En ce 2 mai, lendemain de la fête des Travailleurs, le chômage retient toute l’attention. Or toutes ces politiques destructrices d’emplois et toutes ces attaques répétées affaiblissant sans cesse la syndicalisation et la protection des travailleurs ne soulèvent plus les foules. Avec, ici et là, un chômage touchant le quart de la population active, plus de la moitié des jeunes de 16 à 24 ans, la mobilisation a fait place à la résignation.

Lorsque les appels à la retenue reçoivent comme réponse venant des chantres de l’austérité que le salaire minimum est la cause de tous les ennuis, on obtient une meilleure idée du fossé d’incompréhension qui entoure les maux économiques et la médication à prescrire.


Encore mercredi, la Réserve fédérale américaine est venue rappeler à tous qu’une banque centrale ne peut tout faire seule. Que, faute d’une marge de manoeuvre permettant d’appliquer une politique fiscale stimulante, les gouvernements devraient au moins faire preuve de retenue dans l’application des coupes budgétaires. La Fed a beau maintenir un assouplissement monétaire plutôt dynamique depuis près de six ans maintenant, et accompagner le tout de mesures d’achat d’actif particulièrement exceptionnelles, la croissance n’est pas suffisamment forte pour résorber le chômage de manière sensible aux États-Unis.
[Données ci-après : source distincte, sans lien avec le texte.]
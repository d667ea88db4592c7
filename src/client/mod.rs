//! Client session layer
//!
//! Account operations go through the [`AccountStore`] trait:
//! - [`RemoteStore`] talks to the HTTP API
//! - [`LocalStore`] keeps accounts in client storage
//! - [`FallbackStore`] prefers one and falls back to the other when the API
//!   is unreachable
//!
//! [`AuthProvider`] sits on top and owns the current [`Session`].

mod error;
pub mod fallback;
pub mod local;
pub mod remote;
pub mod session;
pub mod storage;

#[cfg(test)]
pub(crate) mod test_support;

use async_trait::async_trait;
use std::sync::Arc;

use crate::models::{AuthResponse, User, UserProfileUpdate};

pub use error::ClientError;
pub use fallback::FallbackStore;
pub use local::LocalStore;
pub use remote::RemoteStore;
pub use session::{AuthProvider, Session};
pub use storage::{DynStorage, FileStorage, MemoryStorage, Storage};

/// Account operations available to a client
#[async_trait]
pub trait AccountStore: Send + Sync {
    async fn signup(&self, name: &str, email: &str, password: &str) -> Result<AuthResponse, ClientError>;

    async fn login(&self, email: &str, password: &str) -> Result<AuthResponse, ClientError>;

    /// Resolve a token to its user
    async fn current_user(&self, token: &str) -> Result<User, ClientError>;

    async fn update_profile(&self, token: &str, update: &UserProfileUpdate) -> Result<User, ClientError>;

    async fn change_password(
        &self,
        token: &str,
        current_password: &str,
        new_password: &str,
    ) -> Result<(), ClientError>;

    async fn logout(&self, token: &str) -> Result<(), ClientError>;
}

/// Type alias for a shared account store
pub type DynAccountStore = Arc<dyn AccountStore>;
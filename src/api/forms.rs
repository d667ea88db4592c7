//! Public form intake
//!
//! - POST /api/contact - Contact form
//! - POST /api/enrollments - Course enrollment application

use axum::{
    extract::State,
    http::StatusCode,
    routing::post,
    Json, Router,
};

use crate::api::middleware::{ApiError, ApiJson, AppState};
use crate::api::user::MessageResponse;
use crate::models::{ContactSubmission, EnrollmentSubmission};

pub fn router() -> Router<AppState> {
    Router::new()
        .route("/contact", post(submit_contact))
        .route("/enrollments", post(submit_enrollment))
}

async fn submit_contact(
    State(state): State<AppState>,
    ApiJson(body): ApiJson<ContactSubmission>,
) -> Result<(StatusCode, Json<MessageResponse>), ApiError> {
    state.contact_service.submit(body).await?;
    Ok((StatusCode::CREATED, Json(MessageResponse::new("Message received"))))
}

async fn submit_enrollment(
    State(state): State<AppState>,
    ApiJson(body): ApiJson<EnrollmentSubmission>,
) -> Result<(StatusCode, Json<MessageResponse>), ApiError> {
    state.enrollment_service.submit(body).await?;
    Ok((StatusCode::CREATED, Json(MessageResponse::new("Application received"))))
}
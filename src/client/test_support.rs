//! Real HTTP server for client tests

use tokio::net::TcpListener;

use crate::api::{build_router, build_state};
use crate::config::AuthConfig;
use crate::db::{create_test_pool, migrations};

pub(crate) struct TestApi {
    pub base_url: String,
    _static_dir: tempfile::TempDir,
}

/// Serve a fresh in-memory API on an ephemeral port
pub(crate) async fn spawn_server() -> TestApi {
    let pool = create_test_pool().await.expect("Failed to create pool");
    migrations::run_migrations(&pool)
        .await
        .expect("Failed to run migrations");

    let static_dir = tempfile::tempdir().expect("Failed to create temp dir");
    let state = build_state(pool, &AuthConfig::default(), static_dir.path().to_path_buf());
    let router = build_router(state, "*");

    let listener = TcpListener::bind("127.0.0.1:0")
        .await
        .expect("Failed to bind listener");
    let addr = listener.local_addr().expect("Failed to read local addr");

    tokio::spawn(async move {
        let _ = axum::serve(listener, router).await;
    });

    TestApi {
        base_url: format!("http://{}", addr),
        _static_dir: static_dir,
    }
}

/// Base URL of a port nothing listens on
pub(crate) async fn unreachable_url() -> String {
    let listener = TcpListener::bind("127.0.0.1:0")
        .await
        .expect("Failed to bind listener");
    let addr = listener.local_addr().expect("Failed to read local addr");
    drop(listener);
    format!("http://{}", addr)
}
Elle conclut désormais que les coupes budgétaires massives imposées par Washington nuisent à la reprise. Son diagnostic est sans équivoque : « la politique budgétaire freine la croissance économique ».


Ce constat vaut pour le Canada, les compressions y étant appliquées forçant nombre d’analystes, dont la Banque du Canada, à revoir à la baisse leurs prévisions de croissance pour cette année.


Mercredi 1er mai. Il appert que l’Europe sociale s’est peu mobilisée contre les politiques d’austérité. Malgré l’ampleur de la crise, la résignation est palpable. Après tout, tout est devenu « business as usual » sur le continent de l’austérité. La Grèce est engagée dans sa sixième année de récession. En mars dernier, le chômage dans la zone euro affichait un 23e mois de hausse d’affilée. Le taux de chômage butine de record en record, atteignant 12,1 % dans la zone euro, 10,9 % dans l’Union européenne, touchant des pointes à 27,2 % en Grèce, à 26,7 % en Espagne, à 17,2 % au Portugal. Alors que le monde compte 30 millions de chômeurs de plus depuis la crise, la zone en abrite désormais 19,2 millions, et n’en est qu’à ses débuts d’une récession amorcée en 2012, appelée à s’étendre loin en 2013.


On a beau jongler avec les chiffres, les aligner puis les réaligner… L’Union européenne comptait en 2011 deux pays seulement comptabilisant un PIB négatif. En 2012, 14 des 27 ont dû naviguer dans la décroissance. Ils devraient être encore 9 pays à comptabiliser un PIB négatif cette année. Sur les 27, 15 vont devoir conjuguer avec un taux de chômage supérieur à celui des États-Unis.


Pour sa part, le salaire réel moyen est en baisse en Europe depuis 2008. Dans un sens plus large, l’Organisation internationale du travail a mesuré une augmentation marquée des inégalités dans l’intervalle, avec un écart allant en s’agrandissant entre la part des revenus occupée par le travail et celle accaparée par le capital. Et cette abondance de liquidités permettant aux entreprises d’accroître leur dividende versé aux actionnaires n’est pas sans être alimentée par un accroissement de la productivité du travail dans les économies développées deux fois supérieur à la progression du salaire moyen depuis la crise.


Plus sombre encore, le Fonds monétaire international a déjà rappelé que le chômage chez les jeunes, à 13 % dans les économies avancées en 2007, dépasse désormais les 20 %. Il frôle les 24 % dans la zone euro, avec des pointes à 58 % en Grèce, à 57 % en Espagne, à 38 % au Portugal, à 37 % en Italie. Ces jeunes chômeurs de moins de 25 ans sont ainsi engagés dans un cercle vicieux de pauvreté intergénérationnelle, de perte de qualification, voire d’exclusion sociale.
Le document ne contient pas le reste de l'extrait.